The woman in the fur coat leaned toward Filya and demanded a report from him. “What’s your temperature at home?”
He looked at her silently, twisting his singed lips, and a moment later she switched over to the rest of the line.
“Who lives where, and what’s your temperature?” she shouted, throwing her head back.
“Poyarkov Street, twelve!” came an answer from somewhere to the left.
“Ordzhonikidze, fourteen!” another voice sounded.
“Khabarov, seventeen degrees!”
“Oh!
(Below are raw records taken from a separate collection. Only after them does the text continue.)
//! Decode/resize/encode helpers shared by the media stage and compositing.

use image::{DynamicImage, RgbaImage};

/// Decodes an image payload, sniffing the format from its bytes.
///
/// # Errors
/// Returns an error string if format detection or decoding fails.
pub fn decode_image(data: &[u8]) -> Result<RgbaImage, String> {
    let reader = image::ImageReader::new(std::io::Cursor::new(data))
        .with_guessed_format()
        .map_err(|e| format!("decode: {e}"))?;
    let dyn_img = reader.decode().map_err(|e| format!("decode: {e}"))?;
    Ok(dyn_img.to_rgba8())
}

/// Resizes with a Lanczos3 convolution.
///
/// # Errors
/// Returns an error string if the resizer rejects the buffers.
pub fn resize_image(src: &RgbaImage, dst_w: u32, dst_h: u32) -> Result<RgbaImage, String> {
    use fast_image_resize as fir;

    let (dst_w, dst_h) = (dst_w.max(1), dst_h.max(1));
    if src.width() == dst_w && src.height() == dst_h {
        return Ok(src.clone());
    }

    let src_image = fir::images::Image::from_vec_u8(
        src.width(),
        src.height(),
        src.as_raw().clone(),
        fir::PixelType::U8x4,
    )
    .map_err(|e| format!("resize: {e}"))?;

    let mut dst_image = fir::images::Image::new(dst_w, dst_h, fir::PixelType::U8x4);
    let mut resizer = fir::Resizer::new();
    let options = fir::ResizeOptions::new()
        .resize_alg(fir::ResizeAlg::Convolution(fir::FilterType::Lanczos3));
    resizer
        .resize(&src_image, &mut dst_image, Some(&options))
        .map_err(|e| format!("resize: {e}"))?;

    RgbaImage::from_raw(dst_w, dst_h, dst_image.into_vec())
        .ok_or_else(|| "resize: invalid output buffer".to_string())
}

/// Scales `src` down so it is at most `max_width` wide, keeping its aspect ratio.
///
/// Images already narrow enough are returned at their natural size.
///
/// # Errors
/// Returns an error string if resizing fails.
pub fn fit_to_width(src: &RgbaImage, max_width: u32) -> Result<RgbaImage, String> {
    if src.width() <= max_width {
        return Ok(src.clone());
    }
    let height = (u64::from(src.height()) * u64::from(max_width) / u64::from(src.width())) as u32;
    resize_image(src, max_width, height)
}

/// Center-crops to the largest square.
pub fn crop_to_square(src: &RgbaImage) -> RgbaImage {
    let side = src.width().min(src.height());
    let left = (src.width() - side) / 2;
    let top = (src.height() - side) / 2;
    image::imageops::crop_imm(src, left, top, side, side).to_image()
}

/// Makes everything outside the inscribed circle transparent, with a soft edge.
pub fn round_image(src: &RgbaImage) -> RgbaImage {
    let mut out = src.clone();
    let radius = f64::from(src.width().min(src.height())) / 2.0;
    let (cx, cy) = (f64::from(src.width()) / 2.0, f64::from(src.height()) / 2.0);

    for (x, y, pixel) in out.enumerate_pixels_mut() {
        let dx = f64::from(x) + 0.5 - cx;
        let dy = f64::from(y) + 0.5 - cy;
        let distance = (dx * dx + dy * dy).sqrt();
        let coverage = (radius - distance + 0.5).clamp(0.0, 1.0);
        pixel.0[3] = (f64::from(pixel.0[3]) * coverage).round() as u8;
    }
    out
}

/// Encodes a finished bitmap as PNG.
///
/// # Errors
/// Returns an error string if PNG encoding fails.
pub fn encode_png(img: &RgbaImage) -> Result<Vec<u8>, String> {
    use image::ImageEncoder as _;
    use image::codecs::png::{CompressionType, FilterType, PngEncoder};

    let opaque = img.pixels().all(|p| p.0[3] == u8::MAX);
    let mut buf = Vec::new();

    let encoder =
        PngEncoder::new_with_quality(&mut buf, CompressionType::Fast, FilterType::Adaptive);

    if opaque {
        let rgb = DynamicImage::ImageRgba8(img.clone()).to_rgb8();
        let (w, h) = rgb.dimensions();
        encoder
            .write_image(rgb.as_raw(), w, h, image::ExtendedColorType::Rgb8)
            .map_err(|e| format!("encode: {e}"))?;
    } else {
        let (w, h) = img.dimensions();
        encoder
            .write_image(img.as_raw(), w, h, image::ExtendedColorType::Rgba8)
            .map_err(|e| format!("encode: {e}"))?;
    }

    Ok(buf)
}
Let’s all go to Khabarov!” someone in the far corner hollered in a wickedly cheerful voice, and the whole line seemed to sigh and stir, and all of a sudden to smile one big, still tentative, smile.
Up until that moment, everyone stuffed into the frozen lobby had probably been connected by nothing but fear, and if there was something other than fear that brought them all closer in a strange and contradictory way, then it was the understanding that each was going to be on his own when it came to saving himself. They were here together and, at the same time, deeply divided, and this awful sensation made them feel absolutely as morbidly vulnerable and defenseless as a child left in the forest at night.
Now they listened to the nonsense two tipsy dunces in the far corner were carrying on with and laughed at their silly stories, and all this nonsense not only drove away their fear, acting like the protective spell of local shamans, it united them in a completely different way, and for a while each person in this lobby now was certain that everything would work out. Or that if it didn’t, then it didn’t much matter.
When he and Rita drove back to the hospital and parked by the morgue, Filya realized why, an hour before, this place had seemed familiar: this was where he and Nina’s parents had collected her body. Since then, nothing at all had changed. The same faceless building was surrounded by the same faceless wall. As before, this gray concrete facelessness held nothing tragic, nothing beyond-the-grave, nothing terrible. The dilapidated green door certainly didn’t lead to the kingdom of Hades. Filya remembered that behind it lay only an equally boring and equally dilapidated corridor. The dead here weren’t people; what was dead here was life itself, which had retreated, losing all individuality, becoming a cliché, turning into this corridor, this door, and these gray bricks. Life had been wiped away, the way a school eraser rubs a line off a piece of drawing paper, leaving behind only smears and messy crumbs that could be swept or blown away. Filya always remembered that in this nondescript and utterly unfrightening place they gave you not the person but his zero. It wasn’t even what was left of him. It was what he had never been. What had never been in him. They issued you a fake. As if the person had already boarded the train and left, while you for some reason were being issued a life-size copy on the deserted platform, a fairly ugly puppet. A souvenir, sort of, or something else. And the people who saw the train off left the station with these puppets and suddenly asked themselves, And we need this awful scarecrow in order to do what? But no one had an answer. Because the real someone they’d loved was gone.